Jack Kitowski, Chief of the Mobile Source Control Division of the California Air Resources Board (ARB) and MSRC Member, provided information about the ARB’s mobile source incentive programs. He explained that ARB’s statewide goal is to have zero emission vehicles deployed where feasible, and near-zero emission vehicles everywhere else in order to achieve California’s long term and community level air quality and climate goals. He emphasized that the flexibility of the MSRC’s funding is critical because it can fund projects that other pots of money, like those from ARB and CEC, can’t because of restrictions placed on that money.

A case study of the importance of MSRC partnerships was presented by representatives from the Southern California Association of Governments (SCAG), with their Go Human Campaign and Future Communities Pilot Program. Go Human is a series of day-long community events with demonstration projects to support more local biking and walking. The Future Communities Program is designed to test technology and data-driven approaches to reducing vehicle miles traveled and GHG emissions by identifying strategies to quantity and monitor performance and efficacy. SCAG staff concluded that these partnership programs can give us the biggest bang for the buck.

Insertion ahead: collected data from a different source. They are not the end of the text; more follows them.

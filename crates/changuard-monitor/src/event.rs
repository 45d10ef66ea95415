//! Event records and the signals derived from them.

use changuard_types::{ChatId, MembershipStatus, StatusTransition, UserId};
use chrono::{DateTime, Utc};
use serde::{Deserialize, Serialize};

/// Kind tag carried by every stored event.
#[derive(Debug, Clone, Copy, Default, PartialEq, Eq, Hash, Serialize, Deserialize)]
#[serde(rename_all = "snake_case")]
pub enum EventKind {
    /// A membership status change in a chat.
    #[default]
    MemberChange,
}

impl EventKind {
    /// Returns the canonical string label for this kind.
    pub fn as_str(self) -> &'static str {
        match self {
            Self::MemberChange => "member_change",
        }
    }
}

impl std::fmt::Display for EventKind {
    fn fmt(&self, f: &mut std::fmt::Formatter<'_>) -> std::fmt::Result {
        f.write_str(self.as_str())
    }
}

/// A single membership change held by the [`EventStore`](crate::EventStore).
///
/// Events are only ever constructed by the store and handed out as copies,
/// so a stored record cannot be altered after insertion.
#[derive(Debug, Clone, PartialEq, Eq, Serialize, Deserialize)]
pub struct MonitoredEvent {
    /// Insertion sequence number, strictly increasing within one store.
    pub seq: u64,
    /// When the change was recorded.
    pub timestamp: DateTime<Utc>,
    /// The chat the change happened in.
    pub chat_id: ChatId,
    /// The participant whose status changed.
    pub user_id: UserId,
    /// Old and new status.
    pub transition: StatusTransition,
    /// The user who caused the change, when the platform attributes one.
    pub actor_id: Option<UserId>,
    /// Event kind tag.
    pub kind: EventKind,
}

impl MonitoredEvent {
    /// True when the subject ended up `kicked`, whatever the prior status.
    pub fn is_kick(&self) -> bool {
        self.transition.new == MembershipStatus::Kicked
    }
}

/// Display classification of a status change.
///
/// Derived on demand from a transition; never stored.
#[derive(Debug, Clone, Copy, PartialEq, Eq, Hash, Serialize, Deserialize)]
#[serde(rename_all = "snake_case")]
pub enum SignalKind {
    /// The subject became an administrator or creator.
    Promotion,
    /// The subject lost administrator or creator rights.
    Demotion,
    /// The subject was banned.
    Ban,
}

/// Burst-banning alert for one actor in one chat.
#[derive(Debug, Clone, PartialEq, Eq, Serialize, Deserialize)]
pub struct SuspiciousActivity {
    /// The moderator whose ban rate crossed the threshold.
    pub actor_id: UserId,
    /// The chat the bans happened in.
    pub chat_id: ChatId,
    /// Bans counted inside the window.
    pub ban_count: usize,
    /// Window length in hours.
    pub window_hours: u32,
    /// When the window was evaluated.
    pub detected_at: DateTime<Utc>,
}

/// Informational signal handed to a [`SignalSink`](crate::SignalSink).
#[derive(Debug, Clone, PartialEq, Eq, Serialize, Deserialize)]
#[serde(tag = "signal", rename_all = "snake_case")]
pub enum MonitorSignal {
    /// A recorded change classified as a promotion.
    Promotion(MonitoredEvent),
    /// A recorded change classified as a demotion.
    Demotion(MonitoredEvent),
    /// A recorded change classified as a ban.
    Ban(MonitoredEvent),
    /// An actor exceeded the ban-rate threshold.
    SuspiciousActivity(SuspiciousActivity),
}

impl MonitorSignal {
    /// Wraps a recorded event in the signal variant for `kind`.
    pub fn from_kind(kind: SignalKind, event: MonitoredEvent) -> Self {
        match kind {
            SignalKind::Promotion => Self::Promotion(event),
            SignalKind::Demotion => Self::Demotion(event),
            SignalKind::Ban => Self::Ban(event),
        }
    }

    /// Returns the status-change classification, if this is one.
    pub fn kind(&self) -> Option<SignalKind> {
        match self {
            Self::Promotion(_) => Some(SignalKind::Promotion),
            Self::Demotion(_) => Some(SignalKind::Demotion),
            Self::Ban(_) => Some(SignalKind::Ban),
            Self::SuspiciousActivity(_) => None,
        }
    }

    /// Returns the underlying event for status-change signals.
    pub fn event(&self) -> Option<&MonitoredEvent> {
        match self {
            Self::Promotion(e) | Self::Demotion(e) | Self::Ban(e) => Some(e),
            Self::SuspiciousActivity(_) => None,
        }
    }
}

Finally, MSRC’s Technical Advisor Ray Gorski provided an in-depth analysis of lessons learned from past MSRC funded programs by offering quantitative results of previous Work Program investments. He postulated that the success of any program depends upon how the MSRC designs, funds and implements the program, and recommended that these elements be considered when developing future programs. 

At its November meeting, the MSRC-TAC had already began contemplating the key points discussed during the Retreat and is considering ways to best structure its Work Program development subcommittees that will construct new, and refine existing, project categories. New solicitations likely will be available in early 2019.